== TASK ITEM ==
Filter the records below, keeping only lines with the string "PathBuf".

== SUPPLIED MATERIAL ==
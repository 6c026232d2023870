//! Backend driving the system `semodule(8)` tool.
//!
//! Each handle is a session that remembers the selected store and the
//! arguments staged by enable/disable/install/remove. `commit` runs one
//! `semodule` invocation carrying every staged argument, which libsemanage
//! applies as a single transaction.

use crate::backend::{HandleId, PolicyStoreBackend};
use crate::record::ModuleRecord;
use crate::status::{ACCESS_CAN_READ, ACCESS_CAN_WRITE, MANAGED, NOT_MANAGED, STATUS_ERR, STATUS_OK};
use std::collections::{BTreeMap, HashMap};
use std::ffi::OsString;
use std::path::{Path, PathBuf};
use std::process::{Command, Output};
use std::sync::atomic::{AtomicU64, Ordering};
use std::sync::{Mutex, MutexGuard, PoisonError};
use tracing::{debug, info, warn};

const DEFAULT_BINARY: &str = "semodule";

#[derive(Debug, Default)]
struct CliSession {
    store: Option<String>,
    connected: bool,
    staged: Vec<OsString>,
}

impl CliSession {
    fn store_args(&self) -> Vec<OsString> {
        match &self.store {
            Some(store) => vec!["-s".into(), store.into()],
            None => Vec::new(),
        }
    }
}

pub struct SemoduleBackend {
    binary: PathBuf,
    sessions: Mutex<HashMap<HandleId, CliSession>>,
    next_handle: AtomicU64,
}

impl Default for SemoduleBackend {
    fn default() -> Self {
        Self::with_binary(DEFAULT_BINARY)
    }
}

impl SemoduleBackend {
    pub fn new() -> Self {
        Self::default()
    }

    pub fn with_binary(binary: impl Into<PathBuf>) -> Self {
        Self {
            binary: binary.into(),
            sessions: Mutex::new(HashMap::new()),
            next_handle: AtomicU64::new(1),
        }
    }

    fn sessions(&self) -> MutexGuard<'_, HashMap<HandleId, CliSession>> {
        self.sessions.lock().unwrap_or_else(PoisonError::into_inner)
    }

    fn run(&self, args: &[OsString]) -> std::io::Result<Output> {
        debug!("running {} {:?}", self.binary.display(), args);
        Command::new(&self.binary).args(args).output()
    }

    fn store_args(&self, handle: HandleId) -> Option<Vec<OsString>> {
        self.sessions().get(&handle).map(CliSession::store_args)
    }

    fn list_raw(&self, handle: HandleId) -> Result<Vec<ModuleRecord>, i32> {
        let mut args = self.store_args(handle).ok_or(STATUS_ERR)?;
        args.push("--list-modules=full".into());
        match self.run(&args) {
            Ok(out) if out.status.success() => {
                Ok(parse_module_listing(&String::from_utf8_lossy(&out.stdout)))
            }
            Ok(out) => {
                debug!(
                    "full listing unsupported, falling back to -l: {}",
                    String::from_utf8_lossy(&out.stderr).trim()
                );
                self.list_legacy(handle)
            }
            Err(e) => {
                warn!("cannot execute {}: {e}", self.binary.display());
                Err(STATUS_ERR)
            }
        }
    }

    fn list_legacy(&self, handle: HandleId) -> Result<Vec<ModuleRecord>, i32> {
        let mut args = self.store_args(handle).ok_or(STATUS_ERR)?;
        args.push("-l".into());
        match self.run(&args) {
            Ok(out) if out.status.success() => {
                Ok(parse_module_listing(&String::from_utf8_lossy(&out.stdout)))
            }
            Ok(out) => {
                warn!(
                    "module listing failed: {}",
                    String::from_utf8_lossy(&out.stderr).trim()
                );
                Err(STATUS_ERR)
            }
            Err(e) => {
                warn!("cannot execute {}: {e}", self.binary.display());
                Err(STATUS_ERR)
            }
        }
    }

    fn stage(&self, handle: HandleId, flag: &str, operand: OsString) -> i32 {
        let mut sessions = self.sessions();
        match sessions.get_mut(&handle) {
            Some(session) if session.connected => {
                session.staged.push(flag.into());
                session.staged.push(operand);
                STATUS_OK
            }
            _ => STATUS_ERR,
        }
    }
}

/// Parse `semodule --list-modules=full` or legacy `semodule -l` output.
///
/// Full lines look like `100 xen pp disabled`; when a module is installed at
/// several priorities the highest one wins and is reported as the version,
/// since modern stores no longer record module versions. Legacy lines look
/// like `xen 1.1.0 Disabled`.
pub fn parse_module_listing(output: &str) -> Vec<ModuleRecord> {
    let mut by_name: BTreeMap<String, (u32, ModuleRecord)> = BTreeMap::new();

    for line in output.lines() {
        let fields: Vec<&str> = line.split_whitespace().collect();
        if fields.is_empty() {
            continue;
        }
        let disabled = fields
            .iter()
            .skip(1)
            .any(|f| f.eq_ignore_ascii_case("disabled"));

        let (priority, record) = match fields[0].parse::<u32>() {
            Ok(priority) if fields.len() >= 3 => (
                priority,
                ModuleRecord::new(fields[1], priority.to_string(), !disabled),
            ),
            _ => {
                let version = fields
                    .get(1)
                    .filter(|f| !f.eq_ignore_ascii_case("disabled"))
                    .copied()
                    .unwrap_or("");
                (0, ModuleRecord::new(fields[0], version, !disabled))
            }
        };

        match by_name.get(&record.name) {
            Some((existing, _)) if *existing >= priority => {}
            _ => {
                by_name.insert(record.name.clone(), (priority, record));
            }
        }
    }

    by_name.into_values().map(|(_, record)| record).collect()
}

/// Safe wrapper around libc::geteuid().
#[allow(unsafe_code)]
fn effective_uid() -> u32 {
    // SAFETY: geteuid() has no preconditions and cannot fail.
    unsafe { libc::geteuid() }
}

fn command_exists(name: &Path) -> bool {
    if name.components().count() > 1 {
        return name.is_file();
    }
    std::env::var_os("PATH").is_some_and(|path| {
        std::env::split_paths(&path).any(|dir| dir.join(name).is_file())
    })
}

impl PolicyStoreBackend for SemoduleBackend {
    fn name(&self) -> &str {
        "semodule"
    }

    fn available(&self) -> bool {
        command_exists(&self.binary)
    }

    fn create_handle(&self) -> Option<HandleId> {
        let handle = HandleId::new(self.next_handle.fetch_add(1, Ordering::SeqCst));
        self.sessions().insert(handle, CliSession::default());
        Some(handle)
    }

    fn destroy_handle(&self, handle: HandleId) {
        if let Some(session) = self.sessions().remove(&handle) {
            if !session.staged.is_empty() {
                debug!(
                    "discarding {} uncommitted argument(s) for handle {handle}",
                    session.staged.len()
                );
            }
        }
    }

    fn select_store(&self, handle: HandleId, store: &str) -> i32 {
        match self.sessions().get_mut(&handle) {
            Some(session) => {
                session.store = Some(store.to_owned());
                STATUS_OK
            }
            None => STATUS_ERR,
        }
    }

    fn is_managed(&self, handle: HandleId) -> i32 {
        if !self.sessions().contains_key(&handle) {
            return STATUS_ERR;
        }
        match self.list_raw(handle) {
            Ok(_) => MANAGED,
            Err(_) => NOT_MANAGED,
        }
    }

    fn access_check(&self, handle: HandleId) -> i32 {
        if !self.sessions().contains_key(&handle) {
            return STATUS_ERR;
        }
        if effective_uid() == 0 {
            ACCESS_CAN_WRITE
        } else {
            ACCESS_CAN_READ
        }
    }

    fn connect(&self, handle: HandleId) -> i32 {
        match self.sessions().get_mut(&handle) {
            Some(session) => {
                session.connected = true;
                STATUS_OK
            }
            None => STATUS_ERR,
        }
    }

    fn list_modules(&self, handle: HandleId) -> Result<Vec<ModuleRecord>, i32> {
        let connected = self
            .sessions()
            .get(&handle)
            .is_some_and(|s| s.connected);
        if !connected {
            return Err(STATUS_ERR);
        }
        self.list_raw(handle)
    }

    fn enable(&self, handle: HandleId, name: &str) -> i32 {
        self.stage(handle, "-e", name.into())
    }

    fn disable(&self, handle: HandleId, name: &str) -> i32 {
        self.stage(handle, "-d", name.into())
    }

    fn install_file(&self, handle: HandleId, path: &Path) -> i32 {
        self.stage(handle, "-i", path.as_os_str().to_owned())
    }

    fn remove(&self, handle: HandleId, name: &str) -> i32 {
        self.stage(handle, "-r", name.into())
    }

    fn commit(&self, handle: HandleId) -> i32 {
        let args = {
            let mut sessions = self.sessions();
            let Some(session) = sessions.get_mut(&handle).filter(|s| s.connected) else {
                return STATUS_ERR;
            };
            if session.staged.is_empty() {
                return STATUS_OK;
            }
            let mut args = session.store_args();
            args.append(&mut session.staged);
            args
        };

        match self.run(&args) {
            Ok(out) if out.status.success() => {
                info!("semodule transaction committed");
                STATUS_OK
            }
            Ok(out) => {
                warn!(
                    "semodule transaction failed: {}",
                    String::from_utf8_lossy(&out.stderr).trim()
                );
                STATUS_ERR
            }
            Err(e) => {
                warn!("cannot execute {}: {e}", self.binary.display());
                STATUS_ERR
            }
        }
    }
}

== TASK RESPONSE ==
use std::path::{Path, PathBuf};
    binary: PathBuf,
    pub fn with_binary(binary: impl Into<PathBuf>) -> Self {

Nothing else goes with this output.